Cynic - The Portal Tapes

Kev Rowland,

ImageAlthough this may appear to be a ‘new’ album from Cynic, it is in reality an album that is now more than 15 years old. Back in 1993 the band released the wonderful ‘Focus’ where they mixed together metal, jazz and prog in a way that some people fully understood while others didn’t, and it has to be said that their record label probably fell into the latter camp and didn’t promote it as they should have done. Now, if you are only aware of the recorded history of the band you probably think that following the debut they didn’t do anything until the widely-acclaimed sophomore ‘Traced In Air’ which came out in 2008 following their reformation, but you would be wrong. Following a lot of touring to promote ‘Focus’ the band split up, only for Paul Masvidal, Sean Reinert and Jason Gobel to get back together for a new project called Portal. To complete the line-up they brought in Chris Kringel and Aruna Abrams, the latter to provide a female lead/harmony vocal as they went for a different musical and vocal approach. They recorded a demo album, but nothing ever came of it until now – strangely there is no mention of the album or the project on the band’s website, but at long last we have the opportunity to hear it.

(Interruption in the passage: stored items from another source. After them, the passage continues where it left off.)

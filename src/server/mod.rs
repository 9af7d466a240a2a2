//! HTTP API for the betting mini-app
//!
//! Thin axum layer over the ledger core. Handlers validate nothing beyond
//! shape; business rules live in the engines and surface here as typed
//! errors mapped to status codes.

use crate::account::Accounts;
use crate::chests::ChestShop;
use crate::error::BotError;
use crate::polls::PollEngine;
use crate::rating;
use crate::storage::Database;
use crate::types::{Chest, PollDetail, PollSummaryRow, RatingEntry, ResolveOutcome, User};
use axum::extract::{Path, Query, State};
use axum::http::StatusCode;
use axum::response::{IntoResponse, Response};
use axum::routing::{get, post};
use axum::{Json, Router};
use serde::{Deserialize, Serialize};
use std::sync::Arc;

pub struct AppState {
    pub accounts: Accounts,
    pub polls: PollEngine,
    pub chests: ChestShop,
    pub db: Database,
}

impl IntoResponse for BotError {
    fn into_response(self) -> Response {
        let status = match &self {
            BotError::PollNotFound | BotError::UserNotFound | BotError::ChestNotFound => {
                StatusCode::NOT_FOUND
            }
            BotError::InvalidOptions
            | BotError::InvalidAmount
            | BotError::OptionNotInPoll
            | BotError::BettingClosed
            | BotError::AlreadyResolved
            | BotError::InsufficientBalance => StatusCode::BAD_REQUEST,
            BotError::DuplicateBet => StatusCode::CONFLICT,
            BotError::Unauthorized => StatusCode::FORBIDDEN,
            _ => StatusCode::INTERNAL_SERVER_ERROR,
        };
        if status == StatusCode::INTERNAL_SERVER_ERROR {
            tracing::error!("api request failed: {}", self);
        }
        let body = Json(ErrorBody {
            error: self.to_string(),
        });
        (status, body).into_response()
    }
}

#[derive(Debug, Serialize)]
struct ErrorBody {
    error: String,
}

#[derive(Debug, Deserialize)]
struct InitRequest {
    user_id: i64,
    username: Option<String>,
}

#[derive(Debug, Deserialize)]
struct CreatePollRequest {
    user_id: i64,
    username: Option<String>,
    question: String,
    options: Vec<String>,
}

#[derive(Debug, Serialize)]
struct CreatePollResponse {
    poll_id: i64,
}

#[derive(Debug, Deserialize)]
struct PlaceBetRequest {
    user_id: i64,
    username: Option<String>,
    poll_id: i64,
    option_id: i64,
    amount: i64,
}

#[derive(Debug, Deserialize)]
struct ResolveRequest {
    user_id: i64,
    option_id: i64,
}

#[derive(Debug, Deserialize)]
struct OpenChestRequest {
    user_id: i64,
    username: Option<String>,
    chest_id: i64,
}

#[derive(Debug, Serialize)]
struct OpenChestResponse {
    reward: i64,
    balance: i64,
}

#[derive(Debug, Deserialize)]
struct RatingParams {
    limit: Option<usize>,
}

pub fn router(state: Arc<AppState>) -> Router {
    Router::new()
        .route("/health", get(health))
        .route("/api/init", post(init_user))
        .route("/api/user/{id}", get(get_user))
        .route("/api/polls", get(list_polls).post(create_poll))
        .route("/api/polls/{id}", get(poll_detail))
        .route("/api/polls/{id}/resolve", post(resolve_poll))
        .route("/api/bets", post(place_bet))
        .route("/api/rating", get(get_rating))
        .route("/api/chests", get(list_chests))
        .route("/api/chests/open", post(open_chest))
        .with_state(state)
}

/// Serve the API until the process exits.
pub async fn serve(state: Arc<AppState>, host: &str, port: u16) -> anyhow::Result<()> {
    let addr = format!("{host}:{port}");
    let listener = tokio::net::TcpListener::bind(&addr).await?;
    tracing::info!("API listening on http://{}", addr);
    axum::serve(listener, router(state)).await?;
    Ok(())
}

async fn health() -> &'static str {
    "ok"
}

async fn init_user(
    State(state): State<Arc<AppState>>,
    Json(req): Json<InitRequest>,
) -> Result<Json<User>, BotError> {
    state
        .accounts
        .ensure_user(req.user_id, req.username.as_deref())
        .await?;
    let user = state
        .accounts
        .get_user(req.user_id)
        .await?
        .ok_or(BotError::UserNotFound)?;
    Ok(Json(user))
}

async fn get_user(
    State(state): State<Arc<AppState>>,
    Path(id): Path<i64>,
) -> Result<Json<User>, BotError> {
    let user = state
        .accounts
        .get_user(id)
        .await?
        .ok_or(BotError::UserNotFound)?;
    Ok(Json(user))
}

async fn list_polls(
    State(state): State<Arc<AppState>>,
) -> Result<Json<Vec<PollSummaryRow>>, BotError> {
    Ok(Json(state.polls.list_all().await?))
}

async fn poll_detail(
    State(state): State<Arc<AppState>>,
    Path(id): Path<i64>,
) -> Result<Json<PollDetail>, BotError> {
    let detail = state
        .polls
        .poll_detail(id)
        .await?
        .ok_or(BotError::PollNotFound)?;
    Ok(Json(detail))
}

async fn create_poll(
    State(state): State<Arc<AppState>>,
    Json(req): Json<CreatePollRequest>,
) -> Result<Json<CreatePollResponse>, BotError> {
    state
        .accounts
        .ensure_user(req.user_id, req.username.as_deref())
        .await?;
    let poll_id = state
        .polls
        .create_poll(req.user_id, &req.question, &req.options)
        .await?;
    Ok(Json(CreatePollResponse { poll_id }))
}

async fn place_bet(
    State(state): State<Arc<AppState>>,
    Json(req): Json<PlaceBetRequest>,
) -> Result<Json<User>, BotError> {
    state
        .accounts
        .ensure_user(req.user_id, req.username.as_deref())
        .await?;
    state
        .polls
        .place_bet(req.user_id, req.poll_id, req.option_id, req.amount)
        .await?;
    let user = state
        .accounts
        .get_user(req.user_id)
        .await?
        .ok_or(BotError::UserNotFound)?;
    Ok(Json(user))
}

async fn resolve_poll(
    State(state): State<Arc<AppState>>,
    Path(id): Path<i64>,
    Json(req): Json<ResolveRequest>,
) -> Result<Json<ResolveOutcome>, BotError> {
    // Over HTTP only the creator may settle; the admin allowlist is a chat
    // concept.
    let detail = state
        .polls
        .poll_detail(id)
        .await?
        .ok_or(BotError::PollNotFound)?;
    if detail.creator_id != req.user_id {
        return Err(BotError::Unauthorized);
    }
    let outcome = state.polls.resolve(req.user_id, id, req.option_id).await?;
    Ok(Json(outcome))
}

async fn get_rating(
    State(state): State<Arc<AppState>>,
    Query(params): Query<RatingParams>,
) -> Result<Json<Vec<RatingEntry>>, BotError> {
    Ok(Json(rating::get_rating(&state.db, params.limit).await?))
}

async fn list_chests(State(state): State<Arc<AppState>>) -> Result<Json<Vec<Chest>>, BotError> {
    Ok(Json(state.chests.list().await?))
}

async fn open_chest(
    State(state): State<Arc<AppState>>,
    Json(req): Json<OpenChestRequest>,
) -> Result<Json<OpenChestResponse>, BotError> {
    state
        .accounts
        .ensure_user(req.user_id, req.username.as_deref())
        .await?;
    let reward = state.chests.open(req.user_id, req.chest_id).await?;
    let user = state
        .accounts
        .get_user(req.user_id)
        .await?
        .ok_or(BotError::UserNotFound)?;
    Ok(Json(OpenChestResponse {
        reward,
        balance: user.balance,
    }))
}
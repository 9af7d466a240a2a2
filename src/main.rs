//! Toto Bot
//!
//! Pari-mutuel betting bot for group chats, with an HTTP API for the
//! companion mini-app.

use clap::{Parser, Subcommand};
use std::sync::Arc;
use tokio::sync::mpsc;
use toto_bot::{
    account::Accounts,
    chests::ChestShop,
    config::Config,
    notify::Notifier,
    polls::PollEngine,
    rating,
    scheduler::Scheduler,
    server::{self, AppState},
    storage::Database,
    telegram::{BotCommand, CommandHandler, TelegramBot},
};
use tracing_subscriber::{layer::SubscriberExt, util::SubscriberInitExt};

#[derive(Parser)]
#[command(name = "toto-bot")]
#[command(about = "Pari-mutuel betting bot for group chats")]
struct Cli {
    #[command(subcommand)]
    command: Commands,

    /// Config file path
    #[arg(short, long, default_value = "config.toml")]
    config: String,
}

#[derive(Subcommand)]
enum Commands {
    /// Run the bot and the mini-app API
    Run,
    /// Print the leaderboard
    Rating {
        /// Number of rows to show
        #[arg(short, long, default_value = "10")]
        limit: usize,
    },
    /// List polls with their status
    Polls,
    /// Credit (or debit, with a negative amount) a user's balance
    Credit {
        /// Target user id
        user_id: i64,
        /// Amount to add; may be negative
        amount: i64,
    },
    /// Test Telegram notification
    TestNotify,
}

#[tokio::main]
async fn main() -> anyhow::Result<()> {
    // Initialize logging
    tracing_subscriber::registry()
        .with(tracing_subscriber::fmt::layer())
        .with(tracing_subscriber::EnvFilter::from_default_env())
        .init();

    let cli = Cli::parse();

    // Load configuration
    let config = Config::load(&cli.config)?;

    match cli.command {
        Commands::Run => run_bot(config).await,
        Commands::Rating { limit } => show_rating(config, limit).await,
        Commands::Polls => show_polls(config).await,
        Commands::Credit { user_id, amount } => credit_user(config, user_id, amount).await,
        Commands::TestNotify => test_notify(config).await,
    }
}

async fn connect_db(config: &Config) -> anyhow::Result<Database> {
    let db = Database::connect_with(
        &config.database_path(),
        config.database.recreate_on_startup,
    )
    .await?;
    Ok(db)
}

async fn run_bot(config: Config) -> anyhow::Result<()> {
    tracing::info!("Starting toto bot");

    let notifier = if let Some(tg) = &config.telegram {
        Notifier::new(tg.bot_token.clone(), tg.chat_id.clone())
            .with_error_reports(tg.notify_errors)
    } else {
        tracing::warn!("Telegram not configured, notifications disabled");
        Notifier::disabled()
    };

    let db = connect_db(&config).await?;
    let accounts = Accounts::new(db.clone()).with_starting_balance(config.betting.starting_balance);
    let polls = PollEngine::new(db.clone())
        .with_close_after(chrono::Duration::minutes(config.betting.poll_close_minutes));
    let chests = ChestShop::new(db.clone());

    // Command channel between the Telegram listener and the handler loop
    let (cmd_tx, mut cmd_rx) = mpsc::channel::<BotCommand>(100);

    if let Some(tg) = &config.telegram {
        let telegram_bot = Arc::new(TelegramBot::new(
            tg.bot_token.clone(),
            tg.chat_id.clone(),
            cmd_tx,
        ));
        tokio::spawn(telegram_bot.start_polling());
        tracing::info!("Telegram command listener started");
    }

    let admin_ids = config
        .telegram
        .as_ref()
        .map(|tg| tg.admin_ids.clone())
        .unwrap_or_default();
    let handler = Arc::new(CommandHandler::new(
        accounts.clone(),
        polls.clone(),
        chests.clone(),
        db.clone(),
        notifier.clone(),
        admin_ids,
    ));

    let handler_clone = handler.clone();
    tokio::spawn(async move {
        while let Some(cmd) = cmd_rx.recv().await {
            handler_clone.handle(cmd).await;
        }
    });

    // Deadline sweep
    let scheduler = Arc::new(Scheduler::new(
        polls.clone(),
        notifier.clone(),
        config.scheduler.auto_close_interval_secs,
    ));
    tokio::spawn(scheduler.run());

    // Mini-app API blocks until shutdown
    let state = Arc::new(AppState {
        accounts,
        polls,
        chests,
        db,
    });
    server::serve(state, &config.server.host, config.server.port).await
}

async fn show_rating(config: Config, limit: usize) -> anyhow::Result<()> {
    let db = connect_db(&config).await?;
    let entries = rating::get_rating(&db, Some(limit)).await?;

    println!("{:<4} {:<20} {:>8} {:>6} {:>6} {:>8}", "#", "user", "winrate", "wins", "losses", "balance");
    for (i, entry) in entries.iter().enumerate() {
        println!(
            "{:<4} {:<20} {:>7.2}% {:>6} {:>6} {:>8}",
            i + 1,
            entry.username,
            entry.winrate,
            entry.wins,
            entry.losses,
            entry.balance
        );
    }
    Ok(())
}

async fn show_polls(config: Config) -> anyhow::Result<()> {
    let db = connect_db(&config).await?;
    let polls = PollEngine::new(db);

    for row in polls.list_all().await? {
        println!("#{:<4} [{}] {}", row.id, row.status, row.question);
    }
    Ok(())
}

async fn credit_user(config: Config, user_id: i64, amount: i64) -> anyhow::Result<()> {
    let db = connect_db(&config).await?;
    let accounts = Accounts::new(db).with_starting_balance(config.betting.starting_balance);

    let user = accounts.add_balance(user_id, amount).await?;
    println!(
        "{} credited {:+}, new balance {}",
        user.username, amount, user.balance
    );
    Ok(())
}

async fn test_notify(config: Config) -> anyhow::Result<()> {
    let Some(tg) = &config.telegram else {
        anyhow::bail!("telegram is not configured");
    };
    let notifier = Notifier::new(tg.bot_token.clone(), tg.chat_id.clone());
    notifier.send("🔔 Test notification from toto-bot").await?;
    println!("Notification sent");
    Ok(())
}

What is really interesting about this album is that while it would have surprised a lot of Cynic fans if it had been released at the time, it now sounds incredibly relevant to both what Cynic are doing and also to the music scene in general. The twin vocals work extremely well, while of course the intricate musicianship is just what one expects from these guys. The addition of Chris Kringle has made quite a difference to their overall sound as he plays fretless instead of fretted bass, and that adds a very different warmth and feel to the sound. The way he bends notes and gently moves around the music provides extra dynamics and lots more depth. Some of the songs are almost radio friendly with Aruna’s vocals being quite similar to Tracy Hitchings, relaxed but with clarity and range.

I still find it hard to think that this album was recorded as a demo in the Nineties, and that it has taken until now for it to be released. It is not nearly as heavy as Cynic could be back in the day, with far more atmosphere and light within the shade, and is something that progheads need to search out much more than metalheads with prog and jazz elements often taking centre stage.